According to the chart OP posted, age 70-79 group was at 2.5% infected as recently as September/October. Why so high then? And why are they down so much now? Weird!
I think you’re looking at the line for Y12 to age 24, that was the rocketing infection rates in uni students as they moved into accommodation. The drop is the successful measures taken to tackle infections in uni students - mass testing, quarantining and moving to online learning.
EndoplasmicReticulum · 23/12/2020 23:01

"They could issue advice to not mix generations"

Which generation should I get to move out of my house? My children, or my parents?

I might write to my MP but he's a chocolate teapot and I already know I'd just get the copy and paste Schools are Safe and Children Don't Get That Ill Anyway response.

Delatron · 23/12/2020 23:07

S.African expert on R4 tonight says the idea that this new strain affects younger people is not evidence based.

sparklygoldtinsel · 23/12/2020 23:11

How can teachers provide online teaching plus child care for key workers and vulnerable at the same time?
How can they do testing too?

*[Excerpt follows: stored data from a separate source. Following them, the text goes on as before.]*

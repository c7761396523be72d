use axum::{
    Json,
    extract::{Path, Query, State, rejection::JsonRejection, rejection::QueryRejection},
    http::StatusCode,
    response::IntoResponse,
};
use tracing::info;
use url::Url;
use uuid::Uuid;

use avitolog_db::models::{Ad, AdQuery, NewAd};
use avitolog_types::api::{AdListResponse, AdResponse, AdsQuery, ResolveRequest};
use avitolog_types::models::{AdSort, DEFAULT_CATEGORY};

use crate::error::{ApiError, Validator};
use crate::state::{AppState, run_blocking};

const DEFAULT_LIMIT: u32 = 20;
const MAX_LIMIT: u32 = 100;
const MAX_URL_LEN: usize = 1000;

/// GET /api/ads: sorted, filtered, paginated listing.
pub async fn list_ads(
    State(state): State<AppState>,
    query: Result<Query<AdsQuery>, QueryRejection>,
) -> Result<Json<AdListResponse>, ApiError> {
    let Query(query) = query?;

    let mut v = Validator::new();
    let sort = match query.sort.as_deref().map(str::trim).filter(|s| !s.is_empty()) {
        None => AdSort::default(),
        Some(raw) => raw.parse::<AdSort>().unwrap_or_else(|e| {
            v.add("sort", format!("{e}"));
            AdSort::default()
        }),
    };
    let limit = v.integer("limit", query.limit.as_deref(), DEFAULT_LIMIT, 1, Some(MAX_LIMIT));
    let offset = v.integer("offset", query.offset.as_deref(), 0, 0, None);
    v.finish()?;

    let ad_query = AdQuery::new(sort, query.category.as_deref(), limit, offset);
    let store = state.ads.clone();
    let page = run_blocking(move || store.list(&ad_query)).await?;

    Ok(Json(AdListResponse {
        count: page.total,
        limit,
        offset,
        results: page.items.into_iter().map(ad_response).collect::<Result<_, _>>()?,
    }))
}

/// POST /api/ads/resolve: return the ad for a source URL, creating it from
/// the remote page on first sight.
pub async fn resolve_ad(
    State(state): State<AppState>,
    payload: Result<Json<ResolveRequest>, JsonRejection>,
) -> Result<impl IntoResponse, ApiError> {
    let Json(req) = payload?;
    let source_url = validate_source_url(req.url.as_deref())?;

    let store = state.ads.clone();
    let lookup = source_url.clone();
    if let Some(existing) = run_blocking(move || store.find_by_url(&lookup)).await? {
        return Ok((StatusCode::OK, Json(ad_response(existing)?)));
    }

    // Outbound fetch happens without holding any store lock
    let meta = state.metadata.fetch(&source_url).await;
    let category = if meta.category.trim().is_empty() {
        DEFAULT_CATEGORY.to_string()
    } else {
        meta.category
    };

    let new_ad = NewAd {
        source_url,
        title: meta.title,
        image_url: meta.image_url,
        published_at: meta.published_at,
        category,
    };

    let store = state.ads.clone();
    let (ad, created) = run_blocking(move || store.insert_if_absent(new_ad)).await?;

    let status = if created {
        info!("Created ad {} for {}", ad.id, ad.source_url);
        StatusCode::CREATED
    } else {
        StatusCode::OK
    };

    Ok((status, Json(ad_response(ad)?)))
}

/// GET /api/ads/{ad_id}, counts as a view.
pub async fn get_ad(
    State(state): State<AppState>,
    Path(ad_id): Path<String>,
) -> Result<Json<AdResponse>, ApiError> {
    let store = state.ads.clone();
    let ad = run_blocking(move || store.increment_views(&ad_id))
        .await?
        .ok_or_else(|| ApiError::NotFound("Not found".into()))?;

    Ok(Json(ad_response(ad)?))
}

/// Trimmed absolute http(s) URL of bounded length.
fn validate_source_url(raw: Option<&str>) -> Result<String, ApiError> {
    let mut v = Validator::new();
    let url = v.text("url", raw, 1, MAX_URL_LEN, true);
    if url.as_deref().is_some_and(|u| !is_web_url(u)) {
        v.add("url", "Enter a valid URL.");
    }
    v.finish()?;

    url.ok_or_else(|| ApiError::BadRequest("Invalid url".into()))
}

fn is_web_url(raw: &str) -> bool {
    Url::parse(raw)
        .map(|u| matches!(u.scheme(), "http" | "https") && u.host_str().is_some_and(|h| !h.is_empty()))
        .unwrap_or(false)
}

/// Stored ids are UUID text; anything else is a corrupt row.
pub(crate) fn parse_id(kind: &str, raw: &str) -> Result<Uuid, ApiError> {
    raw.parse::<Uuid>()
        .map_err(|e| ApiError::Internal(anyhow::anyhow!("Corrupt {} id '{}': {}", kind, raw, e)))
}

pub(crate) fn ad_response(ad: Ad) -> Result<AdResponse, ApiError> {
    Ok(AdResponse {
        id: parse_id("ad", &ad.id)?,
        source_url: ad.source_url,
        title: ad.title,
        image_url: ad.image_url,
        published_at: ad.published_at,
        category: ad.category,
        view_count: ad.view_count,
        created_at: ad.created_at,
        updated_at: ad.updated_at,
    })
}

Will masks and ventilation be introduced to classrooms? What about social distancing? Bubbles of less than a couple of hundred for secondary teachers? Bubbles of less than 30 for primary?
Vaccination for teachers?
The South African variant (which is now in the UK) makes young people seriously ill so maybe it won't just be teachers at risk in schools anymore - perhaps that will mean people actually caring about introducing measures to mitigate COVID transmission. It seems teachers concerns have been ignored so far.
Rates in secondary schools were incredibly high with primaries not far behind.

sparklygoldtinsel · 23/12/2020 23:12

@Delatron

S.African expert on R4 tonight says the idea that this new strain affects younger people is not evidence based.
Expert on BBC saying the opposite.
Beebityboo · 23/12/2020 23:16

What did the BBC expert say?

bornatXmastobequiet · 23/12/2020 23:26

One of the problems with experts, whether genuinely expert or just presented as such, is that they seem to have fallen for the fiction that social distancing, bubbles and hygiene measures mean that schools are relatively safe (as per misleading images in the media showing six students, masked, in a classroom). Consequently they’re puzzled about this strangely transmittable new variant, not realising it’s just behaviour and exponential growth. It’s odd how resistant to reality even intelligent people can be.
If you took them into any big comprehensive at lesson changeover and walked them down a corridor, they’d probably have a panic attack and have to be led out gibbering to douse themselves in alcohol gel. (To be fair, it’s alarming enough even without a pandemic.)

amaryllisu · 23/12/2020 23:34

[quote NeurotreeWenceslas]No share token sorry:

www.thetimes.co.uk/article/staggered-return-if-schools-able-to-open-boris-johnson-admits-07d9xg9vl[/quote]
This article doesn’t say that “the infection rate for secondary pupils last week was 2,509 out of 100,000.”

@SoscaredforJan Do you have any source or proof at all that this figure was quoted by the Times?

ceeveebee · 23/12/2020 23:40

It is in the Times article? Screenshot attached

The infection rate for pupils last week was 2,509 out of 100,000!!
Kjc39 · 23/12/2020 23:55

My daughters school has had cases recently. Most have not had any symptoms. I bet it’s the norm. Or very little symptoms. Hardly a need to close schools. I also work in a preschool. And I my opinion no matter what schools/nurseries need to stay open!